» **EXERCISE INSTRUCTIONS**
Could you reproduce, word for word, everything below from the line containing "self.filter(&filter)" down to the line containing "let raw = std::fs::read_to_string(&path)", with both of those lines included and no others?

__________________________________________________

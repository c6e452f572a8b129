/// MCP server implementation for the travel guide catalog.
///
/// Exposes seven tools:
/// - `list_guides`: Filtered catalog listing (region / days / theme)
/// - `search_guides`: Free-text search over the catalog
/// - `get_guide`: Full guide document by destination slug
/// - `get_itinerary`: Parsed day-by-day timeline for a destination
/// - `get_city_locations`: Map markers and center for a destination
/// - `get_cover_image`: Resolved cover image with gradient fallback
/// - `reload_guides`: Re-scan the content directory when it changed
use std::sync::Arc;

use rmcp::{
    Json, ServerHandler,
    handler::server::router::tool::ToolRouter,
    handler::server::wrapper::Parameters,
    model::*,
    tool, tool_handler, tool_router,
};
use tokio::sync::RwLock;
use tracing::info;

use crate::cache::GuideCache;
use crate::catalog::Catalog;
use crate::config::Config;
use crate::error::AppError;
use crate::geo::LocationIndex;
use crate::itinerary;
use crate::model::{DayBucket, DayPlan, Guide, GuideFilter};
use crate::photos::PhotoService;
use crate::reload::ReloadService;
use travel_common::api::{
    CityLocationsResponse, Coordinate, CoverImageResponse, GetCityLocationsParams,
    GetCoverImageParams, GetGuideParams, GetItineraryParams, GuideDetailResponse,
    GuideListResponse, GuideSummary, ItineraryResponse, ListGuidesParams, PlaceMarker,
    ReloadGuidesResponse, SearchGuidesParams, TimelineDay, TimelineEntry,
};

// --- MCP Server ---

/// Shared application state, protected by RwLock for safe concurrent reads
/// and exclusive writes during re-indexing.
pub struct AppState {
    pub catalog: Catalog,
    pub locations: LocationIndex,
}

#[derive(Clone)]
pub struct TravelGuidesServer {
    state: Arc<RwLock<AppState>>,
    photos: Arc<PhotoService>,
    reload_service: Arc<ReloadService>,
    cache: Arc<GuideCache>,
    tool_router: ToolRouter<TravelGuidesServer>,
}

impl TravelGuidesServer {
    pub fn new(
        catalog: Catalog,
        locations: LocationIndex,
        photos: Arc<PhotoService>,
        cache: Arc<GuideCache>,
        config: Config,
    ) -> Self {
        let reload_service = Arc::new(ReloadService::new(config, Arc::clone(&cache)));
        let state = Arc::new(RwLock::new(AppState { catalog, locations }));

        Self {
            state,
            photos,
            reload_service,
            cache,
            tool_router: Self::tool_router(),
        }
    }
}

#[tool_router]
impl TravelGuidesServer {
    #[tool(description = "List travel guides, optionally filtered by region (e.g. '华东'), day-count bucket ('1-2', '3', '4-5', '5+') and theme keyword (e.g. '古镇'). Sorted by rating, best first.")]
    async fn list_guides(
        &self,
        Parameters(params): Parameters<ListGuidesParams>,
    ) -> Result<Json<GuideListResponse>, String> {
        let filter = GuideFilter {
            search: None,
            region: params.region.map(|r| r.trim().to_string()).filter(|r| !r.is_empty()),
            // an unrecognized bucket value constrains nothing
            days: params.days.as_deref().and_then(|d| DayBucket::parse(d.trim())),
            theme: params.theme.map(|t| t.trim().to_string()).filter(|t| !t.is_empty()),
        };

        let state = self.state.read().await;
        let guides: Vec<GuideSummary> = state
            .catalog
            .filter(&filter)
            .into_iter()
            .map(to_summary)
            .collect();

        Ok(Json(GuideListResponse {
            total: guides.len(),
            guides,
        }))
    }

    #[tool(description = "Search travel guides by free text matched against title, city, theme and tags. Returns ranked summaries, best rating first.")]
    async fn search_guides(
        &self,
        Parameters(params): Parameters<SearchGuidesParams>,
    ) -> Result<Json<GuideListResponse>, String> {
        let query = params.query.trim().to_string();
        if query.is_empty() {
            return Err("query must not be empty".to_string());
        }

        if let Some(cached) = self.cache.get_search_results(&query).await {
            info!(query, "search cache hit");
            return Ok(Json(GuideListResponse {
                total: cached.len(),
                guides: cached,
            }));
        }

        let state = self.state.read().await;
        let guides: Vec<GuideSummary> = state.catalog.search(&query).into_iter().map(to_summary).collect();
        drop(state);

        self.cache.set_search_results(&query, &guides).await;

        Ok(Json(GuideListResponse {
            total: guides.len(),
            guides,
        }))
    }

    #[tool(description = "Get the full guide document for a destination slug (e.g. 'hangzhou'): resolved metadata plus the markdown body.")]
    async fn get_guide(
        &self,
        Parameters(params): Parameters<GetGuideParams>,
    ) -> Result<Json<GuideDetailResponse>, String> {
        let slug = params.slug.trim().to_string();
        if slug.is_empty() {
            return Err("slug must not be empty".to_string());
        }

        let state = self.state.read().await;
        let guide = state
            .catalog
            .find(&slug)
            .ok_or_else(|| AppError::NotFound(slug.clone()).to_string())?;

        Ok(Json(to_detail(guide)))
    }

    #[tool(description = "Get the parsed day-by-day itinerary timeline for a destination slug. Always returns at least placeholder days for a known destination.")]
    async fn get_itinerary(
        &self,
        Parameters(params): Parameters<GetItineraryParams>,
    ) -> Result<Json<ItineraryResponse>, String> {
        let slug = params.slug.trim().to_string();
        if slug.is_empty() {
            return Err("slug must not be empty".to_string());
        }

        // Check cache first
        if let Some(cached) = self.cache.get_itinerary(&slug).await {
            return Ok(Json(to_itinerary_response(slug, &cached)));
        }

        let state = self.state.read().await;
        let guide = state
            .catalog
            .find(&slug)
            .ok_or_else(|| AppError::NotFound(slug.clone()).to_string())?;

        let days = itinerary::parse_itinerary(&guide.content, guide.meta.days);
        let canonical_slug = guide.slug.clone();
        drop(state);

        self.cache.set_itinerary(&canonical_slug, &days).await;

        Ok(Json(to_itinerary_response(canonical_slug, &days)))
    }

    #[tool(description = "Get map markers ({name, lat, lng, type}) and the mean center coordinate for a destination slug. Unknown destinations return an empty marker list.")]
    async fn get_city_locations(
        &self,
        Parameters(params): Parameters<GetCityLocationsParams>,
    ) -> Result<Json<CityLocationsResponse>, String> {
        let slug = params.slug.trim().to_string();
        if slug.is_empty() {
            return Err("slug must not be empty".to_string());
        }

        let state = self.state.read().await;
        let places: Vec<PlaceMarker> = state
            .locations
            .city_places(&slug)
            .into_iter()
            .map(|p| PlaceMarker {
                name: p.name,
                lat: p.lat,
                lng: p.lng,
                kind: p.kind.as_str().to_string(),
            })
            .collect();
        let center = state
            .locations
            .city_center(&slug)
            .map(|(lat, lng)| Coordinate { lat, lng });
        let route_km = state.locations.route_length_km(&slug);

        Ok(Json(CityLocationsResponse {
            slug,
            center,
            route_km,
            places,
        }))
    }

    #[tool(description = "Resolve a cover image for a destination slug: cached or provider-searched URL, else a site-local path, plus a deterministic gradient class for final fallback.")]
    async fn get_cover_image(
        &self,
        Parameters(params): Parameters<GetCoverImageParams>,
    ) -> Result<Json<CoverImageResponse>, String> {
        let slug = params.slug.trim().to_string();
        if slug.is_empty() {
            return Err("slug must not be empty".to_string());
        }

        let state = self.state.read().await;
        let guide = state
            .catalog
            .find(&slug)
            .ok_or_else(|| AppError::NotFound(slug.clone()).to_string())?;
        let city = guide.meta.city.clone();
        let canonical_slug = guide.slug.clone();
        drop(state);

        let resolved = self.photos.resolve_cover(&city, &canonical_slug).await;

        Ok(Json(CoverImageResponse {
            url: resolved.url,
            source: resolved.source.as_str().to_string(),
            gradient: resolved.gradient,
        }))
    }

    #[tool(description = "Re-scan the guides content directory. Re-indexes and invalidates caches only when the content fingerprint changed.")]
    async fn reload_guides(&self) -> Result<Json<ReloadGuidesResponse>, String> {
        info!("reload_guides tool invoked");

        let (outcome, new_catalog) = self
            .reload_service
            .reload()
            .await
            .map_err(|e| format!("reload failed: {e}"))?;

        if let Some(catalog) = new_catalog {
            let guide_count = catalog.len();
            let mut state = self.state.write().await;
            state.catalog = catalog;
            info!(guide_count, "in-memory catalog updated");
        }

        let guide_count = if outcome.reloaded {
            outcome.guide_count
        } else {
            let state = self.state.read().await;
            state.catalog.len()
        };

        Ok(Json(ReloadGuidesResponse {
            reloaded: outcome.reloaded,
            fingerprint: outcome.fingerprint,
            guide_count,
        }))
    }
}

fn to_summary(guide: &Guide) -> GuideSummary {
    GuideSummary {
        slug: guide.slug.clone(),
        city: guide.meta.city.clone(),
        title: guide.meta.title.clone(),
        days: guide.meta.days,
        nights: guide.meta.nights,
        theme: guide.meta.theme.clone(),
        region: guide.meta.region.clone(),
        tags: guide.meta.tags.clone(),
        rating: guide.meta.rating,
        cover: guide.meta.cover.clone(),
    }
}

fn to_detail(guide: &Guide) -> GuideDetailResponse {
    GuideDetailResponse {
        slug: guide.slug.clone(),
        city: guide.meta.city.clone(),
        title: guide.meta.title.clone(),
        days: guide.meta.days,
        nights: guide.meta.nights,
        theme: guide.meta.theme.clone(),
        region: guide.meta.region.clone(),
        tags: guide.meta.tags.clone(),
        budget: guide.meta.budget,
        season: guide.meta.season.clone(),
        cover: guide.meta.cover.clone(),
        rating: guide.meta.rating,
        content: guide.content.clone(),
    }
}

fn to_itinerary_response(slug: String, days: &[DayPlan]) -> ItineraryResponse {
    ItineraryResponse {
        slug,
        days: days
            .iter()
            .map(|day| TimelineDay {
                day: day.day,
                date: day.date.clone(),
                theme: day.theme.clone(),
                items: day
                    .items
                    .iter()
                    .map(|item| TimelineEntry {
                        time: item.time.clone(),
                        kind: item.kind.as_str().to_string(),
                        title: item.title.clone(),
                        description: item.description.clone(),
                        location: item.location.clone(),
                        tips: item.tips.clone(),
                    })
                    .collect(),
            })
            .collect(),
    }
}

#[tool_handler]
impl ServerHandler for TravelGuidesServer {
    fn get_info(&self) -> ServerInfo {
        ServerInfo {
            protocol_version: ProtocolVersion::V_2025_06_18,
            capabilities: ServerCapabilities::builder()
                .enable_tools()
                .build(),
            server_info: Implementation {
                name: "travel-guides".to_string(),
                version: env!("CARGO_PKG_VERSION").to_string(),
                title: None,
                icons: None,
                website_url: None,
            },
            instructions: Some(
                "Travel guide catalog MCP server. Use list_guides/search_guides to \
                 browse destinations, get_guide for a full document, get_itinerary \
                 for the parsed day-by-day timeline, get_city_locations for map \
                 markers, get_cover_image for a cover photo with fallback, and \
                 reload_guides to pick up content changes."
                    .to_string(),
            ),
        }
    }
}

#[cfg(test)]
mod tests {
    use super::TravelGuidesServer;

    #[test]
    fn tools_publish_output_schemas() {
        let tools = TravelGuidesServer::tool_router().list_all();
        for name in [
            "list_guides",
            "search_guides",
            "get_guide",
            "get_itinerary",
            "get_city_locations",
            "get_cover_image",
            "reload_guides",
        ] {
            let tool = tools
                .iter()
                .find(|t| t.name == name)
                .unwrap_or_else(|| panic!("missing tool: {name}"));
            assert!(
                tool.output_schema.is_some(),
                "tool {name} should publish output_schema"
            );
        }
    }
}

__________________________________________________

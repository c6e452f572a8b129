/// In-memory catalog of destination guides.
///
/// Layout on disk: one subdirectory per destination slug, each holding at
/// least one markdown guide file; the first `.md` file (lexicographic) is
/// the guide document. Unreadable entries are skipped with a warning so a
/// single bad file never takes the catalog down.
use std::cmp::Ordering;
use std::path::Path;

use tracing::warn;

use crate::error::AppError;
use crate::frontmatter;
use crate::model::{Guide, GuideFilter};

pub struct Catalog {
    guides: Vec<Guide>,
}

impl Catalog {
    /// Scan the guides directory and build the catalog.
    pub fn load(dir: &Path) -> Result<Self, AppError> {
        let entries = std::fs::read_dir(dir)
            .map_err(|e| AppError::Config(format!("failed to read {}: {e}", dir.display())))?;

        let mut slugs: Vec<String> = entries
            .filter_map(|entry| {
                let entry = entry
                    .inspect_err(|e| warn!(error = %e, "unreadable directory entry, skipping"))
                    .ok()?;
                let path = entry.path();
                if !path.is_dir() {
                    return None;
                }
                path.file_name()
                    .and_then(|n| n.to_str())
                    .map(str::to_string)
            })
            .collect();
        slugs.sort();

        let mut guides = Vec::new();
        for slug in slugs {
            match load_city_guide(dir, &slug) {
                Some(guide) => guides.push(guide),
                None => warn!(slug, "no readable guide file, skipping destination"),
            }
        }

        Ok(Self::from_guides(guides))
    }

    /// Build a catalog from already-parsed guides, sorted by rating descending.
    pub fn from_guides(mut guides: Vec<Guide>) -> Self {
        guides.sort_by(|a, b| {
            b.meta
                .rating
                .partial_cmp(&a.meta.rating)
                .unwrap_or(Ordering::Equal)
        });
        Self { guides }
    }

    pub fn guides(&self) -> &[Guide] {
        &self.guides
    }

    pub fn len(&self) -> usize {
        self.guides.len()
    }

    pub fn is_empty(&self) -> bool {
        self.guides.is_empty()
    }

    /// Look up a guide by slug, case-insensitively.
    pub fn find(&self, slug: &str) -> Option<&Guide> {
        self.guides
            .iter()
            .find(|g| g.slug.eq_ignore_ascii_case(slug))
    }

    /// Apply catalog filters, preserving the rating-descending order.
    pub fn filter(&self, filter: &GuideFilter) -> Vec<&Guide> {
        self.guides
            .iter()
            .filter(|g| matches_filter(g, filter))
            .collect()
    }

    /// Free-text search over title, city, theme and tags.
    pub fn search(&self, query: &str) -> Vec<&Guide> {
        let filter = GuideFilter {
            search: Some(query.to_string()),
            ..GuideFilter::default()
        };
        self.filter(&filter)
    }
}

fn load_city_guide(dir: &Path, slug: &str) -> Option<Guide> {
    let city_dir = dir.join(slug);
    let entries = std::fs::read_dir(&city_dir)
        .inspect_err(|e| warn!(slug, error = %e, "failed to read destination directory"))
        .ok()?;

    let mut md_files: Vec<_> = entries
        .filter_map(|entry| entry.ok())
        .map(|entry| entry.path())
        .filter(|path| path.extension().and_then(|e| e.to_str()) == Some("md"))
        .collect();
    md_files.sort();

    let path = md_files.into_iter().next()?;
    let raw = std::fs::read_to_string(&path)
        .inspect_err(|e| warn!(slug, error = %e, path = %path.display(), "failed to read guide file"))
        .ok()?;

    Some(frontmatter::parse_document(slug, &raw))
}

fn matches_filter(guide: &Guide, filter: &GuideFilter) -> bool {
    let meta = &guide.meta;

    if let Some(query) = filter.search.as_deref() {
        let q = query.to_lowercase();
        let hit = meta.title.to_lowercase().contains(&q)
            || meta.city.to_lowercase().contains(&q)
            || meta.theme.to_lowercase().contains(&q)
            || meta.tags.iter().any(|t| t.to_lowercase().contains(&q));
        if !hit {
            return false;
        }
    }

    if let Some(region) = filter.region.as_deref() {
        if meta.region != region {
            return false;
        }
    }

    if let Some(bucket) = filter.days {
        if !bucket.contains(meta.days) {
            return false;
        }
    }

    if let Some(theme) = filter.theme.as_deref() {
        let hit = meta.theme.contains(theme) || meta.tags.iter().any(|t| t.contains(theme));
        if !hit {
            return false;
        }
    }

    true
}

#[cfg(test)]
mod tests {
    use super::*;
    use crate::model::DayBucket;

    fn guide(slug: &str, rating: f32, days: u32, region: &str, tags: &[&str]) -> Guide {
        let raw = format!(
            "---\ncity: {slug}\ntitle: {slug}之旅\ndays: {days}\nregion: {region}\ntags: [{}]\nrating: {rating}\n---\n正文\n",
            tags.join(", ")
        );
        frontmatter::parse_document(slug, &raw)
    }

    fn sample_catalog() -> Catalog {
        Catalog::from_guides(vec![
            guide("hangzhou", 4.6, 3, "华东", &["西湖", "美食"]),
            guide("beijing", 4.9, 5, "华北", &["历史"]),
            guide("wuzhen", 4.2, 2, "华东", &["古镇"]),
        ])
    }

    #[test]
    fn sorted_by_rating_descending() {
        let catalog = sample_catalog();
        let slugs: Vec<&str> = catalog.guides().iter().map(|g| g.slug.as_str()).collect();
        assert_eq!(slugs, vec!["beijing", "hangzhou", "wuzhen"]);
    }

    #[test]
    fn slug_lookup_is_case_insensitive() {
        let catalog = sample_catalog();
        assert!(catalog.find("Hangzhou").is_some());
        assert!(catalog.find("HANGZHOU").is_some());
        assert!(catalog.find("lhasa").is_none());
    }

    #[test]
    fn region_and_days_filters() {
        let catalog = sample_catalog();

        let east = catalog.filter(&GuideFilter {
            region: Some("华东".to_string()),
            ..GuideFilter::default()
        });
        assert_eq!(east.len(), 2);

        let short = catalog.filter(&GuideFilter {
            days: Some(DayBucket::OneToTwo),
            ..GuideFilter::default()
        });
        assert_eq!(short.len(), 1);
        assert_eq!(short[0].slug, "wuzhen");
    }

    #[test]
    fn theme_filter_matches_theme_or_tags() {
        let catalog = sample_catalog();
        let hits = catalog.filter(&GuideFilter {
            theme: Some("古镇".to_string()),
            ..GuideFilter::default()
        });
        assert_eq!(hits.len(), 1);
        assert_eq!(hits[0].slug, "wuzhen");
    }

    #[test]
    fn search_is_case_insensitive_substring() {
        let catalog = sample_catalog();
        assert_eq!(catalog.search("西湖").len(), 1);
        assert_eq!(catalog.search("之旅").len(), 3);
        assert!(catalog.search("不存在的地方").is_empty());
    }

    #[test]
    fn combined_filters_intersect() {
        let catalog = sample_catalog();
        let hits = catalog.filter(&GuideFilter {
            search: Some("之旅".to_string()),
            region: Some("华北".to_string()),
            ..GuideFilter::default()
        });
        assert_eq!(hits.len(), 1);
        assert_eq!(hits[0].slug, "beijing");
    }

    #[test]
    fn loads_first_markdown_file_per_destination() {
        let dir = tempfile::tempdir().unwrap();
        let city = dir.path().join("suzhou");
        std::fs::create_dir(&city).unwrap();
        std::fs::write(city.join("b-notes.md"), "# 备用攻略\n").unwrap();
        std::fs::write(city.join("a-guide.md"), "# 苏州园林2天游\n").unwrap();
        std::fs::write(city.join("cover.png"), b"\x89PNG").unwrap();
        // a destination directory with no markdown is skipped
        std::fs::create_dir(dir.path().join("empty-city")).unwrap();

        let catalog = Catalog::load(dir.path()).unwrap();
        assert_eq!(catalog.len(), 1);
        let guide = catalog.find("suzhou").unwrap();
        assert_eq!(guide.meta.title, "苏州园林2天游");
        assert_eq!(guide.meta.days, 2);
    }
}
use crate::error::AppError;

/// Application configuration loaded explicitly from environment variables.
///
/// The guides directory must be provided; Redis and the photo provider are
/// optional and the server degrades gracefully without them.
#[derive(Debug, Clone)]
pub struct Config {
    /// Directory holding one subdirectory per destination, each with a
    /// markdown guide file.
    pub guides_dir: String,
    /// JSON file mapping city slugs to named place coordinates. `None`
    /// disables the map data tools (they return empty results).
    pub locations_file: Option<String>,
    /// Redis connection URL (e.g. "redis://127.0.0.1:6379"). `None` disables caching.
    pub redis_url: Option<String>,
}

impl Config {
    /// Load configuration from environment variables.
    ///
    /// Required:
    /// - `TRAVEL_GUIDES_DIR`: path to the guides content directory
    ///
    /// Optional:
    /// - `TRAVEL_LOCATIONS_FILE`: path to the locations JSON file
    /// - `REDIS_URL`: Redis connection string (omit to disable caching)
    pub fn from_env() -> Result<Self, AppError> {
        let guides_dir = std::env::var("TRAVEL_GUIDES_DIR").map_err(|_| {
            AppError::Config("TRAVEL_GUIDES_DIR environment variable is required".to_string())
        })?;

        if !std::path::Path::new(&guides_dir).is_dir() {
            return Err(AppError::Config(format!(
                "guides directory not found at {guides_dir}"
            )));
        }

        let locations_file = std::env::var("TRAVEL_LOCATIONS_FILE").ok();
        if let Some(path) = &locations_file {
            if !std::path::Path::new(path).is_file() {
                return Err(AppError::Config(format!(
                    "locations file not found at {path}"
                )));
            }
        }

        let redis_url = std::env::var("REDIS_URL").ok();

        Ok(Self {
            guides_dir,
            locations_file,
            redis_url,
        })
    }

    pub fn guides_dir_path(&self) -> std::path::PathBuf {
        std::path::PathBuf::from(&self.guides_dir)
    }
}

__________________________________________________

» **ANSWER**
        self.filter(&filter)
    }
}

fn load_city_guide(dir: &Path, slug: &str) -> Option<Guide> {
    let city_dir = dir.join(slug);
    let entries = std::fs::read_dir(&city_dir)
        .inspect_err(|e| warn!(slug, error = %e, "failed to read destination directory"))
        .ok()?;

    let mut md_files: Vec<_> = entries
        .filter_map(|entry| entry.ok())
        .map(|entry| entry.path())
        .filter(|path| path.extension().and_then(|e| e.to_str()) == Some("md"))
        .collect();
    md_files.sort();

    let path = md_files.into_iter().next()?;
    let raw = std::fs::read_to_string(&path)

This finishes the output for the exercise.